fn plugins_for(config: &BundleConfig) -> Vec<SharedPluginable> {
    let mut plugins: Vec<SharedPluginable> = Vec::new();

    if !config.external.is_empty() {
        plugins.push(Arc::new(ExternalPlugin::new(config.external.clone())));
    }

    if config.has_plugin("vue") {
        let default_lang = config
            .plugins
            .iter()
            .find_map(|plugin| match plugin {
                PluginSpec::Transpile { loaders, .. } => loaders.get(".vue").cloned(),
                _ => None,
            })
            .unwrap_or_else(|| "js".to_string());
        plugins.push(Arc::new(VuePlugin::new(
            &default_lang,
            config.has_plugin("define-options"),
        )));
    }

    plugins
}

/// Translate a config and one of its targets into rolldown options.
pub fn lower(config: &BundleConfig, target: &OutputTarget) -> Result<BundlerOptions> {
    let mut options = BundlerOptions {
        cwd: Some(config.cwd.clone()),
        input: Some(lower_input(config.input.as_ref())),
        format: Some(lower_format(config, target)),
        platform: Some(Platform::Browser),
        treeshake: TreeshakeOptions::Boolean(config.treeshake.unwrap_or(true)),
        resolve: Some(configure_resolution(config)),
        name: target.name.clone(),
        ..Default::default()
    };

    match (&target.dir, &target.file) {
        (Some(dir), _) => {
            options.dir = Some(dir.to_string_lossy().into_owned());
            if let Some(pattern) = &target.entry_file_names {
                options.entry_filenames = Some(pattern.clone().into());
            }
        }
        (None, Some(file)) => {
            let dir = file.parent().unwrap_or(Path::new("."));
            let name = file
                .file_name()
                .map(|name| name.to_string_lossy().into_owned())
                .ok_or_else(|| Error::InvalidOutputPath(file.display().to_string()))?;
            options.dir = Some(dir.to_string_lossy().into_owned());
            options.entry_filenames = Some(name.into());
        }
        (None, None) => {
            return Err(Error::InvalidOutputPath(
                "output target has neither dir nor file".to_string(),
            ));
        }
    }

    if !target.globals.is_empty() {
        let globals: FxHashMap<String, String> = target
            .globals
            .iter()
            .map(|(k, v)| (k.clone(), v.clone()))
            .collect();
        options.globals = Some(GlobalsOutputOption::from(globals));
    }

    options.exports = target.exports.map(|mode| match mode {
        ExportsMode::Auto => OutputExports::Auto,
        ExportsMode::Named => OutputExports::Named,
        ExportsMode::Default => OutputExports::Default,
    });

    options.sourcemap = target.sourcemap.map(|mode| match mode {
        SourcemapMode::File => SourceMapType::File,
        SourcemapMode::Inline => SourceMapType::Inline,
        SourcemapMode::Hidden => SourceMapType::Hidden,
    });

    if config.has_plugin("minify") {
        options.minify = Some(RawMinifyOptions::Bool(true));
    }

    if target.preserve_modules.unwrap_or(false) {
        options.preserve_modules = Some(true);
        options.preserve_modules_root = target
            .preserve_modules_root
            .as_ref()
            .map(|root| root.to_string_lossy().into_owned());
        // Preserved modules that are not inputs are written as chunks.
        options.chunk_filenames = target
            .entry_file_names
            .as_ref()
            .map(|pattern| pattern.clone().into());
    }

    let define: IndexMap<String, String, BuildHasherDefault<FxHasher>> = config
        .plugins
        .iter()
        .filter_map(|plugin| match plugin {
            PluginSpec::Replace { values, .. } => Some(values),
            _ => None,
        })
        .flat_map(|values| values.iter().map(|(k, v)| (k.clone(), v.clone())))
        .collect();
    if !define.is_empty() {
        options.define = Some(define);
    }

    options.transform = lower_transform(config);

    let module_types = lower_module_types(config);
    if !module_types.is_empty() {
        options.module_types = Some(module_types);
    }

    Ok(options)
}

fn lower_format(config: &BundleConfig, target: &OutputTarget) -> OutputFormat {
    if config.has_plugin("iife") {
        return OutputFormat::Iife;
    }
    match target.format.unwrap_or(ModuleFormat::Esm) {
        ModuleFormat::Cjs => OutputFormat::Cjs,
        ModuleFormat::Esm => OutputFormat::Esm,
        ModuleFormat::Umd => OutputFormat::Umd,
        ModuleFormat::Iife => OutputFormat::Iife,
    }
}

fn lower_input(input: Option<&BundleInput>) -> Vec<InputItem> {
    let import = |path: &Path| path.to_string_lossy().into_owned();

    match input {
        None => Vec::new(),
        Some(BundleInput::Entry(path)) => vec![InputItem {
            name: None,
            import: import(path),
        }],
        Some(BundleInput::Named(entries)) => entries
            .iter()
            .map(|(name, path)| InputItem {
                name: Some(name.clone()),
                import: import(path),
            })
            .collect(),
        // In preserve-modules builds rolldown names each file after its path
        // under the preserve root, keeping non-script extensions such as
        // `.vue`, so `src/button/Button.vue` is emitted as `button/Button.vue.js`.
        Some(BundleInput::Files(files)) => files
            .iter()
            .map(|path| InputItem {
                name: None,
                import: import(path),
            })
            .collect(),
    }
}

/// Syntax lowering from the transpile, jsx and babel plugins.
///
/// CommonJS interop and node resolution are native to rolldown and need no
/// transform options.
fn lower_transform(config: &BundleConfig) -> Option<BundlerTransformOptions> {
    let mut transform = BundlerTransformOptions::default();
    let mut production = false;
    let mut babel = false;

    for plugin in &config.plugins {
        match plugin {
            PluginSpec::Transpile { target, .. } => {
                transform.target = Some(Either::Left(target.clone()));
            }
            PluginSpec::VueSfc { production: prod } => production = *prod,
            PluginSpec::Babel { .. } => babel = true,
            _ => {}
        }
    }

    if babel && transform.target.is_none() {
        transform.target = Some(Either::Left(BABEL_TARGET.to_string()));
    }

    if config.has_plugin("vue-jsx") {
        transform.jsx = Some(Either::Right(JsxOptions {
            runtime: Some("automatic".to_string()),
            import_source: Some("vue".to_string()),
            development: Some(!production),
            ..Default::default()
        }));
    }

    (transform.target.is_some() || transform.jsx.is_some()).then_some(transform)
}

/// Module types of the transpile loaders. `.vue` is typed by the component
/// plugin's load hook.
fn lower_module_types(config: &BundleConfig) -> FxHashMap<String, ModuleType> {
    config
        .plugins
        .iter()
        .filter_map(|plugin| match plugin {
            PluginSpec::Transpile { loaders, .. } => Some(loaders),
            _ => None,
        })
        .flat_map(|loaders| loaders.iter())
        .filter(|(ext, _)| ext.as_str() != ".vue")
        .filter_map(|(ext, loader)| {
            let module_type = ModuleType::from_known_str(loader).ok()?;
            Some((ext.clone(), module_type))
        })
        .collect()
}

- [Work request]: Search the entries for "SharedPluginable" and show every line that has it.

- [Output of the task]:
fn plugins_for(config: &BundleConfig) -> Vec<SharedPluginable> {
    let mut plugins: Vec<SharedPluginable> = Vec::new();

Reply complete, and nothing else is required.